I’ve been feeling off.
I haven’t been losing weight no matter what I ate, how I worked out or what I did.
I haven’t gained any either. Guess that’s a blessing I should count.
In January I had a cold with a high fever, then two weeks ago I had another cold with a high fever (lasted 8 days, let me tell you it really sucked!) Both these events kind of messed up my hormone taking…bio-identical estrogen and progesterone.
Still, for the first time since last August, getting my hormones in the realm of normal has resulted in weight lost.
Having an autoimmune thyroid disease is bad enough, but with the rest of the hormones messed up no wonder I haven’t seen movement in the scale.
So beside the hormones, it looks like I do have a gluten sensitivity. Now I get to knock out glutens, chocolate and severely limit chicken (which sucks! But too much does cause me all kinds of gastrointestinal grief so better to live without too much of it)
I found a new naturopathic doctor who I like.
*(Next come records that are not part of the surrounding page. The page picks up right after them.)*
//! # Product Repository
//!
//! SQLite implementation of the atlas-core `ProductRepository` contract.
//!
//! ## Contract Coercion
//! ```text
//! ┌─────────────────────────────────────────────────────────────────────┐
//! │             How SQL Failures Meet the Total Contract                │
//! │                                                                     │
//! │  trait method (e.g. save)                                           │
//! │       │                                                             │
//! │       ▼                                                             │
//! │  internal helper → DbResult<_>                                      │
//! │       │                                                             │
//! │       ├── Ok(outcome)  → forwarded as-is                            │
//! │       │                                                             │
//! │       └── Err(db_err)  → warn!(..) then `false` / `None` / empty    │
//! │                                                                     │
//! │  The inventory service never sees a DbError; persistence            │
//! │  unavailability looks exactly like a rejected write, as the         │
//! │  contract requires.                                                 │
//! └─────────────────────────────────────────────────────────────────────┘
//! ```

use async_trait::async_trait;
use chrono::Utc;
use sqlx::SqlitePool;
use tracing::{debug, warn};

use crate::error::DbResult;
use atlas_core::{Product, ProductRepository};

/// Repository for product database operations.
///
/// ## Usage
/// ```rust,ignore
/// let repo = db.products();
/// let product = repo.find_by_code("PRD001").await;
/// ```
#[derive(Debug, Clone)]
pub struct SqliteProductRepository {
    pool: SqlitePool,
}

/// Column list shared by every SELECT; keeps FromRow mapping in one place.
const PRODUCT_COLUMNS: &str =
    "code, name, category, price, stock, min_stock, is_active, created_at, updated_at";

impl SqliteProductRepository {
    /// Creates a new repository over the given pool.
    pub fn new(pool: SqlitePool) -> Self {
        SqliteProductRepository { pool }
    }

    // -------------------------------------------------------------------------
    // Internal helpers (DbResult-returning)
    // -------------------------------------------------------------------------

    async fn try_find_by_code(&self, code: &str) -> DbResult<Option<Product>> {
        let sql = format!("SELECT {PRODUCT_COLUMNS} FROM products WHERE code = ?1");
        let product = sqlx::query_as::<_, Product>(&sql)
            .bind(code)
            .fetch_optional(&self.pool)
            .await?;
        Ok(product)
    }

    /// Upsert by code: `save` must be total, so an existing row is
    /// overwritten rather than rejected.
    async fn try_save(&self, product: &Product) -> DbResult<()> {
        debug!(code = %product.code, "Saving product");

        sqlx::query(
            r#"
            INSERT INTO products (
                code, name, category, price, stock, min_stock,
                is_active, created_at, updated_at
            ) VALUES (?1, ?2, ?3, ?4, ?5, ?6, ?7, ?8, ?9)
            ON CONFLICT(code) DO UPDATE SET
                name = excluded.name,
                category = excluded.category,
                price = excluded.price,
                stock = excluded.stock,
                min_stock = excluded.min_stock,
                is_active = excluded.is_active,
                updated_at = excluded.updated_at
            "#,
        )
        .bind(&product.code)
        .bind(&product.name)
        .bind(&product.category)
        .bind(product.price)
        .bind(product.stock)
        .bind(product.min_stock)
        .bind(product.is_active)
        .bind(product.created_at)
        .bind(product.updated_at)
        .execute(&self.pool)
        .await?;

        Ok(())
    }

    async fn try_delete(&self, code: &str) -> DbResult<bool> {
        debug!(code = %code, "Deleting product");

        let result = sqlx::query("DELETE FROM products WHERE code = ?1")
            .bind(code)
            .execute(&self.pool)
            .await?;

        Ok(result.rows_affected() > 0)
    }

    async fn try_update_stock(&self, code: &str, new_stock: i64) -> DbResult<bool> {
        debug!(code = %code, new_stock, "Updating stock");

        let now = Utc::now();

        let result = sqlx::query(
            r#"
            UPDATE products
            SET stock = ?2, updated_at = ?3
            WHERE code = ?1
            "#,
        )
        .bind(code)
        .bind(new_stock)
        .bind(now)
        .execute(&self.pool)
        .await?;

        Ok(result.rows_affected() > 0)
    }

    async fn try_find_all(&self) -> DbResult<Vec<Product>> {
        let sql = format!("SELECT {PRODUCT_COLUMNS} FROM products ORDER BY code");
        let products = sqlx::query_as::<_, Product>(&sql)
            .fetch_all(&self.pool)
            .await?;
        Ok(products)
    }

    async fn try_find_by_name_prefix(&self, prefix: &str) -> DbResult<Vec<Product>> {
        // Escape LIKE wildcards so a prefix of "50%" matches literally
        let escaped = prefix.replace('\\', "\\\\").replace('%', "\\%").replace('_', "\\_");
        let pattern = format!("{escaped}%");

        let sql = format!(
            "SELECT {PRODUCT_COLUMNS} FROM products \
             WHERE name LIKE ?1 ESCAPE '\\' ORDER BY name"
        );
        let products = sqlx::query_as::<_, Product>(&sql)
            .bind(pattern)
            .fetch_all(&self.pool)
            .await?;
        Ok(products)
    }

    async fn try_find_by_category(&self, category: &str) -> DbResult<Vec<Product>> {
        let sql = format!(
            "SELECT {PRODUCT_COLUMNS} FROM products WHERE category = ?1 ORDER BY name"
        );
        let products = sqlx::query_as::<_, Product>(&sql)
            .bind(category)
            .fetch_all(&self.pool)
            .await?;
        Ok(products)
    }

    async fn try_find_low_stock(&self) -> DbResult<Vec<Product>> {
        let sql = format!(
            "SELECT {PRODUCT_COLUMNS} FROM products \
             WHERE is_active = 1 AND stock > 0 AND stock <= min_stock \
             ORDER BY stock ASC"
        );
        let products = sqlx::query_as::<_, Product>(&sql)
            .fetch_all(&self.pool)
            .await?;
        Ok(products)
    }

    async fn try_find_out_of_stock(&self) -> DbResult<Vec<Product>> {
        let sql = format!(
            "SELECT {PRODUCT_COLUMNS} FROM products \
             WHERE is_active = 1 AND stock = 0 ORDER BY name"
        );
        let products = sqlx::query_as::<_, Product>(&sql)
            .fetch_all(&self.pool)
            .await?;
        Ok(products)
    }

    /// Counts stored products (for diagnostics and the seed tool).
    pub async fn count(&self) -> DbResult<i64> {
        let count: i64 = sqlx::query_scalar("SELECT COUNT(*) FROM products")
            .fetch_one(&self.pool)
            .await?;

        Ok(count)
    }
}

// =============================================================================
// Contract Implementation
// =============================================================================

#[async_trait]
impl ProductRepository for SqliteProductRepository {
    async fn find_by_code(&self, code: &str) -> Option<Product> {
        match self.try_find_by_code(code).await {
            Ok(product) => product,
            Err(e) => {
                warn!(code = %code, error = %e, "find_by_code failed");
                None
            }
        }
    }

    async fn save(&self, product: &Product) -> bool {
        match self.try_save(product).await {
            Ok(()) => true,
            Err(e) => {
                warn!(code = %product.code, error = %e, "save failed");
                false
            }
        }
    }

    async fn delete(&self, code: &str) -> bool {
        match self.try_delete(code).await {
            Ok(deleted) => deleted,
            Err(e) => {
                warn!(code = %code, error = %e, "delete failed");
                false
            }
        }
    }

    async fn update_stock(&self, code: &str, new_stock: i64) -> bool {
        match self.try_update_stock(code, new_stock).await {
            Ok(updated) => updated,
            Err(e) => {
                warn!(code = %code, new_stock, error = %e, "update_stock failed");
                false
            }
        }
    }

    async fn find_all(&self) -> Vec<Product> {
        self.try_find_all().await.unwrap_or_else(|e| {
            warn!(error = %e, "find_all failed");
            Vec::new()
        })
    }

    async fn find_by_name_prefix(&self, prefix: &str) -> Vec<Product> {
        self.try_find_by_name_prefix(prefix).await.unwrap_or_else(|e| {
            warn!(prefix = %prefix, error = %e, "find_by_name_prefix failed");
            Vec::new()
        })
    }

    async fn find_by_category(&self, category: &str) -> Vec<Product> {
        self.try_find_by_category(category).await.unwrap_or_else(|e| {
            warn!(category = %category, error = %e, "find_by_category failed");
            Vec::new()
        })
    }

    async fn find_low_stock(&self) -> Vec<Product> {
        self.try_find_low_stock().await.unwrap_or_else(|e| {
            warn!(error = %e, "find_low_stock failed");
            Vec::new()
        })
    }

    async fn find_out_of_stock(&self) -> Vec<Product> {
        self.try_find_out_of_stock().await.unwrap_or_else(|e| {
            warn!(error = %e, "find_out_of_stock failed");
            Vec::new()
        })
    }
}

// =============================================================================
// Unit Tests
// =============================================================================

#[cfg(test)]
mod tests {
    use super::*;
    use crate::pool::{Database, DbConfig};

    async fn repo() -> SqliteProductRepository {
        let db = Database::new(DbConfig::in_memory()).await.unwrap();
        db.products()
    }

    fn laptop() -> Product {
        Product::new("PRD001", "Gaming Laptop", "Electronics", 1500.0, 10, 5)
    }

    #[tokio::test]
    async fn test_save_and_find_round_trip() {
        let repo = repo().await;
        assert!(repo.save(&laptop()).await);

        let found = repo.find_by_code("PRD001").await.unwrap();
        assert_eq!(found.name, "Gaming Laptop");
        assert_eq!(found.stock, 10);
        assert!(found.is_active);

        assert!(repo.find_by_code("PRD999").await.is_none());
    }

    #[tokio::test]
    async fn test_save_overwrites_existing_code() {
        let repo = repo().await;
        assert!(repo.save(&laptop()).await);

        let mut updated = laptop();
        updated.price = 1200.0;
        updated.stock = 4;
        assert!(repo.save(&updated).await);

        let found = repo.find_by_code("PRD001").await.unwrap();
        assert_eq!(found.stock, 4);
        assert_eq!(repo.count().await.unwrap(), 1);
    }

    #[tokio::test]
    async fn test_update_stock_absolute() {
        let repo = repo().await;
        repo.save(&laptop()).await;

        assert!(repo.update_stock("PRD001", 3).await);
        assert_eq!(repo.find_by_code("PRD001").await.unwrap().stock, 3);

        // unknown code: no rows affected
        assert!(!repo.update_stock("PRD999", 3).await);
    }

    #[tokio::test]
    async fn test_update_stock_negative_rejected_by_check() {
        let repo = repo().await;
        repo.save(&laptop()).await;

        // CHECK (stock >= 0) turns this into a total `false`, not a panic
        assert!(!repo.update_stock("PRD001", -1).await);
        assert_eq!(repo.find_by_code("PRD001").await.unwrap().stock, 10);
    }

    #[tokio::test]
    async fn test_delete() {
        let repo = repo().await;
        repo.save(&laptop()).await;

        assert!(repo.delete("PRD001").await);
        assert!(!repo.delete("PRD001").await);
        assert!(repo.find_by_code("PRD001").await.is_none());
    }

    #[tokio::test]
    async fn test_name_prefix_and_category_queries() {
        let repo = repo().await;
        repo.save(&laptop()).await;
        repo.save(&Product::new("PRD002", "Gaming Mouse", "Electronics", 40.0, 5, 2))
            .await;
        repo.save(&Product::new("PRD003", "Desk Chair", "Furniture", 120.0, 2, 1))
            .await;

        let gaming = repo.find_by_name_prefix("Gaming").await;
        assert_eq!(gaming.len(), 2);

        let furniture = repo.find_by_category("Furniture").await;
        assert_eq!(furniture.len(), 1);
        assert_eq!(furniture[0].code, "PRD003");

        assert_eq!(repo.find_by_name_prefix("Nothing").await.len(), 0);
    }

    #[tokio::test]
    async fn test_low_and_out_of_stock_exclude_inactive() {
        let repo = repo().await;
        repo.save(&laptop()).await; // safe
        repo.save(&Product::new("PRD010", "Mouse", "Electronics", 25.0, 3, 5))
            .await; // low
        repo.save(&Product::new("PRD011", "Printer", "Electronics", 200.0, 0, 1))
            .await; // out
        repo.save(
            &Product::new("PRD012", "Retired Cable", "Electronics", 5.0, 0, 1)
                .with_active(false),
        )
        .await; // inactive: reports nothing

        let lows = repo.find_low_stock().await;
        assert_eq!(lows.len(), 1);
        assert_eq!(lows[0].code, "PRD010");

        let outs = repo.find_out_of_stock().await;
        assert_eq!(outs.len(), 1);
        assert_eq!(outs[0].code, "PRD011");
    }

    #[tokio::test]
    async fn test_find_all_returns_inactive_too() {
        let repo = repo().await;
        repo.save(&laptop()).await;
        repo.save(&Product::new("PRD020", "Old Hub", "Electronics", 9.0, 1, 1).with_active(false))
            .await;

        assert_eq!(repo.find_all().await.len(), 2);
    }
}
I also found an acupuncturist I like.
If my body continues to respond to the hormone treatment and the rest that I’m doing like it has, I should start seeing some significant drops…or at least see results from all the hard work I’m putting in.
So that’s where I’ve been, where I am….You can still catch me on the crafty side, but I won’t be posting much here until I manage to find a balance…
it’s a long process filled with lots of trial and error. In the end I hope my body re-learns to release hormones on its own, if not I’m in for a long haul of taking interesting combinations of hormones in order to feel “normal”.